The court led by Chief Justice Earl Warren is remembered for its cases on desegregation, voting and the rights of criminals. The one led by Chief Justice Warren E. Burger moved right in criminal cases, but also identified a constitutional right to abortion. Under Chief Justice Rehnquist, the Supreme Court delivered the 2000 election to George W. Bush.

The Roberts court’s most memorable decisions include campaign finance, health care and Second Amendment cases in which the chief justice was in the majority. But with Friday’s marriage decision, a civil rights landmark, Chief Justice Roberts was on the losing side, and it seemed to sting.

His colleagues, he said, had portrayed him and other fair-minded people “as bigoted” for not sharing their understanding of the Constitution.

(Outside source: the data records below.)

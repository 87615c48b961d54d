use vapix_rs::{CameraConfig, Parameters, SystemInfo, VapixCam};

#[tokio::main]
async fn main() -> Result<(), Box<dyn std::error::Error>> {
    env_logger::init();

    let args: Vec<String> = std::env::args().collect();
    if args.len() < 4 {
        println!("Usage: {} <IP> <Username> <Password>", args[0]);
        return Ok(());
    }

    let cam = VapixCam::new(CameraConfig::new(&args[1], &args[2], &args[3]))?;

    let info = cam.device_info().await?;
    println!("IP address: {}", info.ip_address);
    println!("Brand:      {}", info.brand);
    println!("Firmware:   {}", info.firmware_version);

    println!("Device time: {}", cam.get_date_time().await?);

    let size = cam.get_image_size(1, None).await?;
    for (key, value) in size.iter() {
        println!("{}: {}", key, value);
    }

    Ok(())
}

“In the face of all this,” he wrote, “a much different view of the court’s role is possible. That view is more modest and restrained. It is more skeptical that the legal abilities of judges also reflect insight into moral and philosophical issues. It is more sensitive to the fact that judges are unelected and unaccountable, and that the legitimacy of their power depends on confining it to the exercise of legal judgment.”

He suggested but did not quite say that he might vote for same-sex marriage were he an elected lawmaker.

“Stripped of its shiny rhetorical gloss, the majority’s argument is that the due process clause gives same-sex couples a fundamental right to marry because it will be good for them and for society,” he wrote. “If I were a legislator, I would certainly consider that view as a matter of social policy. But as a judge, I find the majority’s position indefensible as a matter of constitutional law.”